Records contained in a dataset
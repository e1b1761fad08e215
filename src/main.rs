mod app;

use anyhow::anyhow;
use app::SpinDemoApp;
use decimal_spin::logging;
use decimal_spin::settings::Settings;
use eframe::egui;

fn main() -> anyhow::Result<()> {
    let settings = Settings::load();
    let debug = settings.debug_logging || std::env::args().any(|a| a == "--debug");
    logging::init_tracing(debug);

    if let Some(path) = Settings::config_path() {
        log::info!("Settings file: {}", path.display());
    }

    let (width, height) = settings.window_size;
    let native_options = eframe::NativeOptions {
        viewport: egui::ViewportBuilder::default()
            .with_inner_size([width, height])
            .with_min_inner_size([640.0, 400.0]),
        ..Default::default()
    };

    eframe::run_native(
        "Decimal Spin",
        native_options,
        Box::new(|cc| Ok(Box::new(SpinDemoApp::new(cc, settings)))),
    )
    .map_err(|e| anyhow!("UI terminated with error: {}", e))
}
use serde::{Deserialize, Serialize};

use crate::scale;

/// Real-valued configuration of a decimal spin box.
///
/// `from` and `to` may be given in either order; anything that needs a
/// direction goes through [`RangeConfig::bottom`] and [`RangeConfig::top`].
#[derive(Debug, Clone, Copy, PartialEq, Serialize, Deserialize)]
pub struct RangeConfig {
    pub from: f64,
    pub to: f64,
    pub decimals: u32,
    pub step_size: f64,
    pub editable: bool,
}

impl Default for RangeConfig {
    fn default() -> Self {
        Self {
            from: 0.0,
            to: 100.0,
            decimals: 2,
            step_size: 1.0,
            editable: true,
        }
    }
}

impl RangeConfig {
    pub fn new(from: f64, to: f64, decimals: u32) -> Self {
        Self {
            from,
            to,
            decimals,
            ..Default::default()
        }
    }

    pub fn with_step_size(mut self, step_size: f64) -> Self {
        self.step_size = step_size;
        self
    }

    pub fn with_editable(mut self, editable: bool) -> Self {
        self.editable = editable;
        self
    }

    pub fn bottom(&self) -> f64 {
        self.from.min(self.to)
    }

    pub fn top(&self) -> f64 {
        self.from.max(self.to)
    }

    pub fn is_inverted(&self) -> bool {
        self.from > self.to
    }

    pub fn contains(&self, value: f64) -> bool {
        value >= self.bottom() && value <= self.top()
    }

    /// `10^decimals`, capped at [`scale::MAX_DECIMALS`].
    pub fn factor(&self) -> f64 {
        scale::scale_factor(self.decimals)
    }

    /// Decimal count actually used for scaling and display.
    pub fn effective_decimals(&self) -> u32 {
        self.decimals.min(scale::MAX_DECIMALS)
    }

    pub fn decimals_capped(&self) -> bool {
        self.decimals > scale::MAX_DECIMALS
    }
}

#[cfg(test)]
mod tests {
    use super::*;

    #[test]
    fn test_inverted_range_bounds() {
        let cfg = RangeConfig::new(10.0, 0.0, 1);
        assert!(cfg.is_inverted());
        assert_eq!(cfg.bottom(), 0.0);
        assert_eq!(cfg.top(), 10.0);
        assert!(cfg.contains(5.0));
        assert!(!cfg.contains(-0.1));
    }

    #[test]
    fn test_config_json_shape() {
        let cfg = RangeConfig::new(-1.5, 2.5, 3).with_step_size(0.25);
        let json = serde_json::to_string(&cfg).unwrap();
        assert!(json.contains("\"step_size\":0.25"));
        let back: RangeConfig = serde_json::from_str(&json).unwrap();
        assert_eq!(back, cfg);
    }

    #[test]
    fn test_excess_decimals_capped() {
        let cfg = RangeConfig::new(0.0, 1.0, 40);
        assert!(cfg.decimals_capped());
        assert_eq!(cfg.effective_decimals(), scale::MAX_DECIMALS);
        assert_eq!(cfg.factor(), 1e15);
        assert!(!RangeConfig::new(0.0, 1.0, 15).decimals_capped());
    }
}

EXERCISE DETAILS
For each line in the entries that contains the string "unwrap", make a copy.

WRITTEN RESPONSE
        let json = serde_json::to_string(&cfg).unwrap();
        let back: RangeConfig = serde_json::from_str(&json).unwrap();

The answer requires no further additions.